One of his Boys pushed into frame. “Hey Antifa! You fucked around and you found out today, baby!”

It was pure theatrics, done to fire up sympathetic people out there watching and push them past the point of doing nothing. Meant to radicalize. To recruit. To draw fed-up conservative young men out there in the street with them, fighting Antifa. (Or breaking into public schools at anti-mask protests, I guess?) To be honest, he’s pretty good at the showmanship. And… that’s a bad thing.

“That’s a message to you, Antifa,” Tiny continued. “The Americans are coming out, and we’re sick of this shit. And if we have to fight fire with fire, we’re gonna fuckin’ do it. Fuck Antifa.”

“Fuck Antifa!” the crowd roars. “Fuck Antifa! Fuck Antifa!”

Tiny turned and led everyone back to the K-Mart.

“Fuck Antifa! Fuck Antifa! Fuck Antifa! Fuck Antifa!”

Along with a chant that, up to that point, I had only heard uttered by the left:

“Whose streets?” “Our streets!”

Someone new had arrived while I was waiting in the lobby for my name to be called. A little younger than me, a little bigger than me, wearing a lightweight plaid shirt buttoned most of the way up, untucked over a white t-shirt that hung just below the hem of the plaid. Clean hair, clean beard, clean shoes. Very Silicon Valley. He went through the same check-in process that I had and sat at the other end of the lobby and across from me, looking as nervous as I felt. Was he here for a CHL, too?

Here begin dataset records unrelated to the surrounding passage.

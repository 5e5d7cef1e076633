//! RoomHub: realtime room fan-out
//!
//! ```text
//! OrderLifecycle ── Fanout::dispatch ──► RoomHub::emit(room, event)
//!                                             │ try_send per member
//!                                             ▼
//!                       rooms: RoomId → (SessionId → outbound queue)
//!                                             │
//!                                             ▼
//!                                 WS handler (drains queue → socket)
//! ```
//!
//! Delivery is best-effort: an empty room is a no-op, a full session queue
//! drops the event for that session, a closed queue is pruned.

pub mod fanout;
pub mod session;

use std::collections::{HashMap, HashSet};
use std::sync::Arc;
use std::sync::atomic::{AtomicU64, Ordering};

use dashmap::DashMap;
use shared::realtime::{RoomId, ServerEvent};
use tokio::sync::mpsc;
use tokio::sync::mpsc::error::TrySendError;

pub use fanout::{Fanout, LifecycleEvent};
pub use session::{Session, SessionId};

type Members = HashMap<SessionId, mpsc::Sender<ServerEvent>>;

/// Concurrent multimap of room → joined sessions
#[derive(Clone, Default)]
pub struct RoomHub {
    rooms: Arc<DashMap<RoomId, Members>>,
    next_id: Arc<AtomicU64>,
}

impl RoomHub {
    pub fn new() -> Self {
        Self::default()
    }

    /// Register a new connection with a bounded outbound queue
    pub fn open_session(&self, user_id: i64, buffer: usize) -> (Session, mpsc::Receiver<ServerEvent>) {
        let (tx, rx) = mpsc::channel(buffer.max(1));
        let id = self.next_id.fetch_add(1, Ordering::Relaxed) + 1;
        let session = Session {
            id,
            user_id,
            tx,
            rooms: HashSet::new(),
        };
        (session, rx)
    }

    /// Add the session to `room`; false if it was already a member
    pub fn join(&self, session: &mut Session, room: RoomId) -> bool {
        if !session.rooms.insert(room) {
            return false;
        }
        self.rooms
            .entry(room)
            .or_default()
            .insert(session.id, session.tx.clone());
        tracing::debug!(session = session.id, room = %room, "Joined room");
        true
    }

    /// Remove the session from `room`; false if it was not a member
    pub fn leave(&self, session: &mut Session, room: RoomId) -> bool {
        if !session.rooms.remove(&room) {
            return false;
        }
        self.detach(session.id, room);
        tracing::debug!(session = session.id, room = %room, "Left room");
        true
    }

    /// Disconnect: drop the session from every room it joined
    pub fn close(&self, session: Session) {
        for room in &session.rooms {
            self.detach(session.id, *room);
        }
        tracing::debug!(session = session.id, rooms = session.rooms.len(), "Session closed");
    }

    /// Push `event` to every session in `room`, returning how many accepted it
    pub fn emit(&self, room: RoomId, event: &ServerEvent) -> usize {
        let Some(mut members) = self.rooms.get_mut(&room) else {
            return 0;
        };

        let mut delivered = 0;
        let mut closed = Vec::new();
        for (id, tx) in members.iter() {
            match tx.try_send(event.clone()) {
                Ok(()) => delivered += 1,
                Err(TrySendError::Full(_)) => {
                    tracing::warn!(session = id, room = %room, event = event.name(), "Session queue full, event dropped");
                }
                Err(TrySendError::Closed(_)) => closed.push(*id),
            }
        }
        for id in closed {
            members.remove(&id);
        }
        let empty = members.is_empty();
        drop(members);

        if empty {
            self.rooms.remove_if(&room, |_, m| m.is_empty());
        }
        delivered
    }

    /// Number of sessions currently joined to `room`
    #[cfg(test)]
    pub fn room_size(&self, room: RoomId) -> usize {
        self.rooms.get(&room).map(|m| m.len()).unwrap_or(0)
    }

    /// Number of rooms with at least one member
    #[cfg(test)]
    pub fn room_count(&self) -> usize {
        self.rooms.len()
    }

    fn detach(&self, id: SessionId, room: RoomId) {
        let empty = match self.rooms.get_mut(&room) {
            Some(mut members) => {
                members.remove(&id);
                members.is_empty()
            }
            None => false,
        };
        if empty {
            self.rooms.remove_if(&room, |_, m| m.is_empty());
        }
    }
}

#[cfg(test)]
mod tests {
    use super::*;

    fn ping() -> ServerEvent {
        ServerEvent::error("ping")
    }

    #[test]
    fn emit_to_empty_room_is_noop() {
        let hub = RoomHub::new();
        assert_eq!(hub.emit(RoomId::Shop(1), &ping()), 0);
        assert_eq!(hub.room_count(), 0);
    }

    #[tokio::test]
    async fn all_sessions_in_room_receive() {
        let hub = RoomHub::new();
        let (mut a, mut rx_a) = hub.open_session(1, 8);
        let (mut b, mut rx_b) = hub.open_session(2, 8);
        let (mut c, mut rx_c) = hub.open_session(7, 8);
        hub.join(&mut a, RoomId::Shop(42));
        hub.join(&mut b, RoomId::Shop(42));
        hub.join(&mut c, RoomId::User(7));

        assert_eq!(hub.emit(RoomId::Shop(42), &ping()), 2);
        assert_eq!(rx_a.recv().await, Some(ping()));
        assert_eq!(rx_b.recv().await, Some(ping()));
        assert!(rx_c.try_recv().is_err());
    }

    #[test]
    fn join_is_idempotent() {
        let hub = RoomHub::new();
        let (mut s, _rx) = hub.open_session(1, 8);
        assert!(hub.join(&mut s, RoomId::User(1)));
        assert!(!hub.join(&mut s, RoomId::User(1)));
        assert_eq!(hub.room_size(RoomId::User(1)), 1);
    }

    #[test]
    fn leave_and_close_clean_up_rooms() {
        let hub = RoomHub::new();
        let (mut s, _rx) = hub.open_session(1, 8);
        hub.join(&mut s, RoomId::User(1));
        hub.join(&mut s, RoomId::Shop(3));
        assert_eq!(hub.room_count(), 2);

        assert!(hub.leave(&mut s, RoomId::Shop(3)));
        assert!(!hub.leave(&mut s, RoomId::Shop(3)));
        assert_eq!(hub.room_size(RoomId::Shop(3)), 0);

        hub.close(s);
        assert_eq!(hub.room_count(), 0);
    }

    #[test]
    fn closed_receivers_are_pruned_on_emit() {
        let hub = RoomHub::new();
        let (mut s, rx) = hub.open_session(1, 8);
        hub.join(&mut s, RoomId::Shop(5));
        drop(rx);
        assert_eq!(hub.emit(RoomId::Shop(5), &ping()), 0);
        assert_eq!(hub.room_size(RoomId::Shop(5)), 0);
    }

    #[tokio::test]
    async fn full_queue_drops_without_blocking() {
        let hub = RoomHub::new();
        let (mut s, mut rx) = hub.open_session(1, 1);
        hub.join(&mut s, RoomId::User(1));
        assert_eq!(hub.emit(RoomId::User(1), &ping()), 1);
        assert_eq!(hub.emit(RoomId::User(1), &ServerEvent::error("second")), 0);
        assert_eq!(rx.recv().await, Some(ping()));
        assert_eq!(hub.room_size(RoomId::User(1)), 1);
    }

    #[tokio::test]
    async fn concurrent_joins_and_leaves() {
        let hub = RoomHub::new();
        let mut handles = Vec::new();
        for user in 0..32 {
            let hub = hub.clone();
            handles.push(tokio::spawn(async move {
                let (mut s, _rx) = hub.open_session(user, 4);
                hub.join(&mut s, RoomId::Shop(1));
                hub.join(&mut s, RoomId::User(user));
                if user % 2 == 0 {
                    hub.close(s);
                    None
                } else {
                    Some((s, _rx))
                }
            }));
        }
        let mut kept = Vec::new();
        for h in handles {
            if let Some(pair) = h.await.unwrap() {
                kept.push(pair);
            }
        }
        assert_eq!(hub.room_size(RoomId::Shop(1)), 16);
        assert_eq!(hub.room_count(), 17);
    }

    #[test]
    fn session_ids_are_unique() {
        let hub = RoomHub::new();
        let (a, _ra) = hub.open_session(1, 1);
        let (b, _rb) = hub.open_session(1, 1);
        assert_ne!(a.id(), b.id());
        assert_eq!(a.user_id(), 1);
    }
}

The door behind me opened, and I quickly swiped back to my phone’s home screen. Hadn’t found an answer to the question of photographing police stations. Just a whole lot of stuff about video recording officers, which brought to mind the odd and unexpected debate on the left over whether police body cameras are good for police accountability or bad for protester security.

I didn’t know how silly to feel over the panic swipe. Not like this lobby wasn’t under surveillance. How many cameras was I under at that moment? Were they able to see my phone screen? Could they zoom in with enough clarity to see what I was researching? Had they already?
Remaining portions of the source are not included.